オープントリップかプライベートトリップか?
個人旅行は理論上は可能ですが、実際には不便です。多くの旅行者が希望するルートにはシンプルな公共フェリー網はなく、英語が通じる場所も限られています。また、ボートは燃料、天候、村のスケジュールに合わせて手配する必要があります。そのため、ほとんどの旅行者は、日程が固定された相乗りのオープントリップか、自分たちのグループに合わせたプライベートトリップを利用します。

ルウックバンガイ、中部スラウェシ
この旅のバンガイ版
ルウックからバンガイ諸島を抜ける三日二泊の島巡り。澄んだ水と非常に少ない訪問者を、最初から最後まで手配します。
相乗りツアーの仕組み
相乗りツアーには通常、空港送迎、船、簡素な宿泊施設、食事、シュノーケリングスポット、必要書類が含まれます。料金は安いですが、グループのペースで動くため、どのスポットに良い光が当たるかを自分で選べません。

南東スラウェシ
この行程のプライベート版
クンダリ発、4日3泊。08:00にお迎えし、タナサ港まで40分、そこから木造船でおよそ2時間30分でラベンキです。
実際にルートで見られるもの
典型的なルートには、ラベンキ・クチル村、ラグーンの展望台、ビーチやシュノーケリングスポット、ソンボリのカルスト展望台、オペレーターによって異なるゴア・ベルリアンやゴア・アッロなどの洞窟、そして島々の間の長い船旅が含まれます。通常の3日2泊のリズムは次の通りです。ケンダリに到着し、初日の午後にラベンキの村とビーチを巡り、2日目は丸一日かけてソンボリを探検し、最終日にケンダリに戻ります。この形が現実的です。慌ただしい2日1泊のバージョンは、移動が多すぎて島で過ごす時間が少なすぎます。
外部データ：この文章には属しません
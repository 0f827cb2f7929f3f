//! VerDB Registry Manager
//!
//! Owns the cached set of registries and keeps it consistent with the
//! persisted registries collection. Every mutation holds the writer lock
//! across the store round-trip and index provisioning.
//!
//! @version 0.1.0
//! @author VerDB Development Team

use crate::registry::Registry;
use crate::search::SearchRequest;
use crate::versioning::{IS_LATEST, NEXT, VER};
use parking_lot::RwLock;
use std::collections::HashMap;
use std::sync::Arc;
use tracing::{info, warn};
use verdb_common::{CoreConfig, Result, StoreError, VerdbError};
use verdb_document::{Document, DocumentId, DocumentStore, Filter, Namespace, Query, Update};

// =============================================================================
// Registry Manager
// =============================================================================

/// Cached, persisted registry set.
pub struct RegistryManager {
    store: Arc<dyn DocumentStore>,
    namespace: Namespace,
    registries: RwLock<HashMap<String, Registry>>,
}

impl RegistryManager {
    /// Ensure the unique name index and load every persisted registry.
    pub fn new(store: Arc<dyn DocumentStore>, config: &CoreConfig) -> Result<Self> {
        let namespace = Namespace::new(
            config.meta_database.clone(),
            config.registry_collection.clone(),
        );
        store.ensure_index(&namespace, &["name".to_string()], true)?;

        let mut registries = HashMap::new();
        for doc in store.find_many(&namespace, &Query::new())? {
            match Registry::from_document(&doc) {
                Ok(reg) => {
                    registries.insert(reg.name.clone(), reg);
                }
                Err(e) => warn!("Skipping unreadable registry {}: {}", doc.id, e),
            }
        }
        info!("Loaded {} registries from {}", registries.len(), namespace);

        Ok(Self {
            store,
            namespace,
            registries: RwLock::new(registries),
        })
    }

    /// Number of cached registries.
    pub fn size(&self) -> usize {
        self.registries.read().len()
    }

    /// All cached registries, ordered by name.
    pub fn list(&self) -> Vec<Registry> {
        let mut regs: Vec<Registry> = self.registries.read().values().cloned().collect();
        regs.sort_by(|a, b| a.name.cmp(&b.name));
        regs
    }

    pub fn get_reg(&self, database: &str, collection: &str) -> Option<Registry> {
        self.registries
            .read()
            .get(&format!("{}/{}", database, collection))
            .cloned()
    }

    /// Like `get_reg`, mapping a miss to `NotFound`.
    pub fn lookup(&self, database: &str, collection: &str) -> Result<Registry> {
        self.get_reg(database, collection).ok_or_else(|| {
            VerdbError::NotFound(format!("{}/{} is not registered", database, collection))
        })
    }

    /// Search the persisted registries.
    pub fn search(&self, request: &SearchRequest) -> Result<Vec<Document>> {
        request.run(&*self.store, &self.namespace)
    }

    // -------------------------------------------------------------------------
    // Mutations
    // -------------------------------------------------------------------------

    /// Persist and cache a new registry, then provision its indexes.
    ///
    /// An index failure is returned but the registry stays registered.
    pub fn create_registry(&self, mut reg: Registry) -> Result<Registry> {
        let mut registries = self.registries.write();

        reg.validate()?;
        reg.name = reg.gen_name();
        reg.id = Some(DocumentId::generate());

        self.store
            .insert_one(&self.namespace, reg.to_document()?)
            .map_err(|e| duplicate_name(e, &reg.name))?;
        registries.insert(reg.name.clone(), reg.clone());
        info!("Registered {}", reg.name);

        self.provision_indexes(&reg)?;
        Ok(reg)
    }

    /// Replace the registry stored under `id`.
    pub fn update_registry(&self, id: &DocumentId, mut reg: Registry) -> Result<Registry> {
        let mut registries = self.registries.write();

        reg.validate()?;
        reg.name = reg.gen_name();
        reg.id = Some(id.clone());

        let existing = self.fetch(id)?;
        let replacement = reg.to_document()?;
        self.store
            .update_by_id(&self.namespace, id, &Update::Replace(replacement.data))
            .map_err(|e| duplicate_name(e, &reg.name))?;

        registries.remove(&existing.name);
        registries.insert(reg.name.clone(), reg.clone());
        info!("Updated registry {} ({} -> {})", id, existing.name, reg.name);

        self.provision_indexes(&reg)?;
        Ok(reg)
    }

    /// Remove the registry stored under `id`.
    pub fn delete_registry(&self, id: &DocumentId) -> Result<Registry> {
        let mut registries = self.registries.write();

        let removed = match self.store.remove_by_id(&self.namespace, id) {
            Ok(doc) => Registry::from_document(&doc)?,
            Err(StoreError::NotFound(_)) => {
                return Err(VerdbError::NotFound(format!("registry {}", id)))
            }
            Err(e) => return Err(e.into()),
        };
        registries.remove(&removed.name);
        info!("Deleted registry {}", removed.name);
        Ok(removed)
    }

    fn fetch(&self, id: &DocumentId) -> Result<Registry> {
        let doc = self
            .store
            .find_one(&self.namespace, &Filter::eq("_id", id.to_string()))?
            .ok_or_else(|| VerdbError::NotFound(format!("registry {}", id)))?;
        Registry::from_document(&doc)
    }

    /// Indexes on the configured keys plus the compare key and version fields.
    fn provision_indexes(&self, reg: &Registry) -> Result<()> {
        let ns = reg.namespace();
        let fixed = [reg.compare_key.as_str(), VER, NEXT, IS_LATEST]
            .into_iter()
            .map(|k| vec![k.to_string()]);
        for keys in reg.index_keys.iter().map(|k| k.paths()).chain(fixed) {
            self.store.ensure_index(&ns, &keys, false)?;
        }
        Ok(())
    }
}

fn duplicate_name(err: StoreError, name: &str) -> VerdbError {
    match err {
        StoreError::DuplicateKey { .. } => {
            VerdbError::Duplicate(format!("registry {} already exists", name))
        }
        other => other.into(),
    }
}

// =============================================================================
// Tests
// =============================================================================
名前を知っておくと役立つ立ち寄り先です。どちらの表記でも見かけます。ロングサンドビーチ(Pantai Pasir Panjang)、ブルーラグーン(Laguna Mahumalalang)、双子の湖(Danau Kembar)、トベロ湖(Danau Tobelo)、赤い砂のビーチ(Pantai Pasir Merah)、サメのラグーン(Laguna Hiu)、ラブベイ(Teluk Cinta)、そしてソンボリ側の2つの洞窟、アロ(Goa Allo)とダイヤモンド(Goa Berlian)です。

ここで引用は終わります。